The data must be returned in full, with no character altered.

> **SOURCE INFORMATION**
• • • • •

//! Ranked, confidence-scored recommendations for a batch of files.
//!
//! Classifier histograms, pattern findings and custom rule matches are folded
//! into a single action list. Confidence values are fixed heuristics per
//! candidate; ordering is a stable sort so equal confidences keep the order
//! they were produced in.

use chrono::{DateTime, Local};
use serde::{Deserialize, Serialize};
use std::collections::BTreeMap;
use std::fmt;
use tracing::debug;

use crate::classifier::{categorize, Category};
use crate::config::AnalysisConfig;
use crate::learning::LearningStore;
use crate::model::{total_size_mb, FileRecord};
use crate::patterns::{detect_all, DetectorThresholds, PatternReport};
use crate::rules::{RuleAction, RuleMatch};

const MAX_REPORTED_ACTIONS: usize = 5;
const RULE_CONFIDENCE: u8 = 80;
const LARGE_COLLECTION_MB: f64 = 1000.0;

#[derive(Debug, Clone, Copy, PartialEq, Eq, Hash, PartialOrd, Ord, Serialize, Deserialize)]
#[serde(rename_all = "snake_case")]
pub enum ActionKind {
    Cleanup,
    Archive,
    Organize,
    Compress,
}

impl ActionKind {
    pub fn as_str(&self) -> &'static str {
        match self {
            ActionKind::Cleanup => "cleanup",
            ActionKind::Archive => "archive",
            ActionKind::Organize => "organize",
            ActionKind::Compress => "compress",
        }
    }

    /// Map a rule action onto a recommendation kind. Unknown actions have none.
    pub fn from_rule_action(action: &RuleAction) -> Option<Self> {
        match action {
            RuleAction::Move { .. } | RuleAction::Copy { .. } => Some(ActionKind::Organize),
            RuleAction::Archive { .. } => Some(ActionKind::Archive),
            RuleAction::Delete => Some(ActionKind::Cleanup),
            RuleAction::Other => None,
        }
    }
}

impl fmt::Display for ActionKind {
    fn fmt(&self, f: &mut fmt::Formatter<'_>) -> fmt::Result {
        f.write_str(self.as_str())
    }
}

#[derive(Debug, Clone, PartialEq, Serialize, Deserialize)]
#[serde(tag = "type", content = "items", rename_all = "snake_case")]
pub enum ActionTargets {
    None,
    Files(Vec<String>),
    Categories(Vec<Category>),
}

#[derive(Debug, Clone, PartialEq, Serialize, Deserialize)]
#[serde(tag = "type", rename_all = "snake_case")]
pub enum ActionSource {
    Analysis,
    CustomRule { rule_id: String, rule_name: String },
    Prediction,
}

#[derive(Debug, Clone, PartialEq, Serialize, Deserialize)]
pub struct Action {
    pub kind: ActionKind,
    pub description: String,
    pub confidence: u8,
    pub targets: ActionTargets,
    pub source: ActionSource,
    #[serde(default)]
    pub learned: bool,
}

impl Action {
    fn analysis(kind: ActionKind, description: String, confidence: u8, targets: ActionTargets) -> Self {
        Self {
            kind,
            description,
            confidence,
            targets,
            source: ActionSource::Analysis,
            learned: false,
        }
    }
}

/// Stable descending sort by confidence.
pub fn sort_by_confidence(actions: &mut [Action]) {
    actions.sort_by(|a, b| b.confidence.cmp(&a.confidence));
}

#[derive(Debug, Clone, Copy, PartialEq, Default, Serialize)]
pub struct CategorySummary {
    pub count: usize,
    pub size_mb: f64,
}

#[derive(Debug, Clone, PartialEq, Serialize)]
pub struct Recommendations {
    pub total_files: usize,
    pub total_size_mb: f64,
    /// Files dropped because the batch exceeded the configured bound.
    pub skipped: usize,
    pub categories: BTreeMap<Category, CategorySummary>,
    pub patterns: PatternReport,
    /// At most five, highest confidence first.
    pub actions: Vec<Action>,
    pub insights: Vec<String>,
}

fn paths(files: &[FileRecord]) -> Vec<String> {
    files.iter().map(|f| f.path.clone()).collect()
}

/// Builder-style generator. Rule matches and the learning store are optional
/// inputs supplied by the caller.
pub struct Recommender<'a> {
    config: &'a AnalysisConfig,
    rule_matches: Option<&'a BTreeMap<String, Vec<RuleMatch>>>,
    learning: Option<&'a LearningStore>,
}

impl<'a> Recommender<'a> {
    pub fn new(config: &'a AnalysisConfig) -> Self {
        Self {
            config,
            rule_matches: None,
            learning: None,
        }
    }

    pub fn with_rule_matches(mut self, matches: &'a BTreeMap<String, Vec<RuleMatch>>) -> Self {
        self.rule_matches = Some(matches);
        self
    }

    /// Personalize confidences from the user's accept/reject history.
    pub fn with_learning(mut self, learning: &'a LearningStore) -> Self {
        self.learning = Some(learning);
        self
    }

    pub fn generate(&self, files: &[FileRecord], now: DateTime<Local>) -> Recommendations {
        let bound = self.config.max_batch_size.min(files.len());
        let batch = &files[..bound];
        let skipped = files.len() - bound;
        if skipped > 0 {
            debug!("Analysis bounded to {} files, {} skipped", bound, skipped);
        }

        let categorized = categorize(batch);
        let patterns = detect_all(
            batch,
            now,
            DetectorThresholds {
                large_file_mb: self.config.large_file_mb,
                old_file_days: self.config.old_file_days,
            },
        );
        let total_size = total_size_mb(batch);

        let mut actions = builtin_actions(&categorized, &patterns);
        if let Some(matches) = self.rule_matches {
            actions.extend(rule_actions(matches));
        }
        sort_by_confidence(&mut actions);

        if let Some(learning) = self.learning {
            actions = learning.personalize(actions);
        }
        actions.truncate(MAX_REPORTED_ACTIONS);

        let mut insights = pattern_insights(&patterns, self.config.old_file_days);
        insights.extend(strategic_insights(&categorized, &patterns, total_size));
        if let Some(prediction) = self.learning.and_then(|l| l.predict_next_action()) {
            insights.push(format!(
                "Based on recent activity you will likely {} next ({}% confidence)",
                prediction.kind, prediction.confidence
            ));
        }

        let categories = categorized
            .iter()
            .map(|(category, files)| {
                (
                    *category,
                    CategorySummary {
                        count: files.len(),
                        size_mb: total_size_mb(files),
                    },
                )
            })
            .collect();

        Recommendations {
            total_files: batch.len(),
            total_size_mb: total_size,
            skipped,
            categories,
            patterns,
            actions,
            insights,
        }
    }
}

• • • • •

> **WRITTEN SOLUTION**
//! Ranked, confidence-scored recommendations for a batch of files.
//!
//! Classifier histograms, pattern findings and custom rule matches are folded
//! into a single action list. Confidence values are fixed heuristics per
//! candidate; ordering is a stable sort so equal confidences keep the order
//! they were produced in.

use chrono::{DateTime, Local};
use serde::{Deserialize, Serialize};
use std::collections::BTreeMap;
use std::fmt;
use tracing::debug;

use crate::classifier::{categorize, Category};
use crate::config::AnalysisConfig;
use crate::learning::LearningStore;
use crate::model::{total_size_mb, FileRecord};
use crate::patterns::{detect_all, DetectorThresholds, PatternReport};
use crate::rules::{RuleAction, RuleMatch};

const MAX_REPORTED_ACTIONS: usize = 5;
const RULE_CONFIDENCE: u8 = 80;
const LARGE_COLLECTION_MB: f64 = 1000.0;

#[derive(Debug, Clone, Copy, PartialEq, Eq, Hash, PartialOrd, Ord, Serialize, Deserialize)]
#[serde(rename_all = "snake_case")]
pub enum ActionKind {
    Cleanup,
    Archive,
    Organize,
    Compress,
}

impl ActionKind {
    pub fn as_str(&self) -> &'static str {
        match self {
            ActionKind::Cleanup => "cleanup",
            ActionKind::Archive => "archive",
            ActionKind::Organize => "organize",
            ActionKind::Compress => "compress",
        }
    }

    /// Map a rule action onto a recommendation kind. Unknown actions have none.
    pub fn from_rule_action(action: &RuleAction) -> Option<Self> {
        match action {
            RuleAction::Move { .. } | RuleAction::Copy { .. } => Some(ActionKind::Organize),
            RuleAction::Archive { .. } => Some(ActionKind::Archive),
            RuleAction::Delete => Some(ActionKind::Cleanup),
            RuleAction::Other => None,
        }
    }
}

impl fmt::Display for ActionKind {
    fn fmt(&self, f: &mut fmt::Formatter<'_>) -> fmt::Result {
        f.write_str(self.as_str())
    }
}

#[derive(Debug, Clone, PartialEq, Serialize, Deserialize)]
#[serde(tag = "type", content = "items", rename_all = "snake_case")]
pub enum ActionTargets {
    None,
    Files(Vec<String>),
    Categories(Vec<Category>),
}

#[derive(Debug, Clone, PartialEq, Serialize, Deserialize)]
#[serde(tag = "type", rename_all = "snake_case")]
pub enum ActionSource {
    Analysis,
    CustomRule { rule_id: String, rule_name: String },
    Prediction,
}

#[derive(Debug, Clone, PartialEq, Serialize, Deserialize)]
pub struct Action {
    pub kind: ActionKind,
    pub description: String,
    pub confidence: u8,
    pub targets: ActionTargets,
    pub source: ActionSource,
    #[serde(default)]
    pub learned: bool,
}

impl Action {
    fn analysis(kind: ActionKind, description: String, confidence: u8, targets: ActionTargets) -> Self {
        Self {
            kind,
            description,
            confidence,
            targets,
            source: ActionSource::Analysis,
            learned: false,
        }
    }
}

/// Stable descending sort by confidence.
pub fn sort_by_confidence(actions: &mut [Action]) {
    actions.sort_by(|a, b| b.confidence.cmp(&a.confidence));
}

#[derive(Debug, Clone, Copy, PartialEq, Default, Serialize)]
pub struct CategorySummary {
    pub count: usize,
    pub size_mb: f64,
}

#[derive(Debug, Clone, PartialEq, Serialize)]
pub struct Recommendations {
    pub total_files: usize,
    pub total_size_mb: f64,
    /// Files dropped because the batch exceeded the configured bound.
    pub skipped: usize,
    pub categories: BTreeMap<Category, CategorySummary>,
    pub patterns: PatternReport,
    /// At most five, highest confidence first.
    pub actions: Vec<Action>,
    pub insights: Vec<String>,
}

fn paths(files: &[FileRecord]) -> Vec<String> {
    files.iter().map(|f| f.path.clone()).collect()
}

/// Builder-style generator. Rule matches and the learning store are optional
/// inputs supplied by the caller.
pub struct Recommender<'a> {
    config: &'a AnalysisConfig,
    rule_matches: Option<&'a BTreeMap<String, Vec<RuleMatch>>>,
    learning: Option<&'a LearningStore>,
}

impl<'a> Recommender<'a> {
    pub fn new(config: &'a AnalysisConfig) -> Self {
        Self {
            config,
            rule_matches: None,
            learning: None,
        }
    }

    pub fn with_rule_matches(mut self, matches: &'a BTreeMap<String, Vec<RuleMatch>>) -> Self {
        self.rule_matches = Some(matches);
        self
    }

    /// Personalize confidences from the user's accept/reject history.
    pub fn with_learning(mut self, learning: &'a LearningStore) -> Self {
        self.learning = Some(learning);
        self
    }

    pub fn generate(&self, files: &[FileRecord], now: DateTime<Local>) -> Recommendations {
        let bound = self.config.max_batch_size.min(files.len());
        let batch = &files[..bound];
        let skipped = files.len() - bound;
        if skipped > 0 {
            debug!("Analysis bounded to {} files, {} skipped", bound, skipped);
        }

        let categorized = categorize(batch);
        let patterns = detect_all(
            batch,
            now,
            DetectorThresholds {
                large_file_mb: self.config.large_file_mb,
                old_file_days: self.config.old_file_days,
            },
        );
        let total_size = total_size_mb(batch);

        let mut actions = builtin_actions(&categorized, &patterns);
        if let Some(matches) = self.rule_matches {
            actions.extend(rule_actions(matches));
        }
        sort_by_confidence(&mut actions);

        if let Some(learning) = self.learning {
            actions = learning.personalize(actions);
        }
        actions.truncate(MAX_REPORTED_ACTIONS);

        let mut insights = pattern_insights(&patterns, self.config.old_file_days);
        insights.extend(strategic_insights(&categorized, &patterns, total_size));
        if let Some(prediction) = self.learning.and_then(|l| l.predict_next_action()) {
            insights.push(format!(
                "Based on recent activity you will likely {} next ({}% confidence)",
                prediction.kind, prediction.confidence
            ));
        }

        let categories = categorized
            .iter()
            .map(|(category, files)| {
                (
                    *category,
                    CategorySummary {
                        count: files.len(),
                        size_mb: total_size_mb(files),
                    },
                )
            })
            .collect();

        Recommendations {
            total_files: batch.len(),
            total_size_mb: total_size,
            skipped,
            categories,
            patterns,
            actions,
            insights,
        }
    }
}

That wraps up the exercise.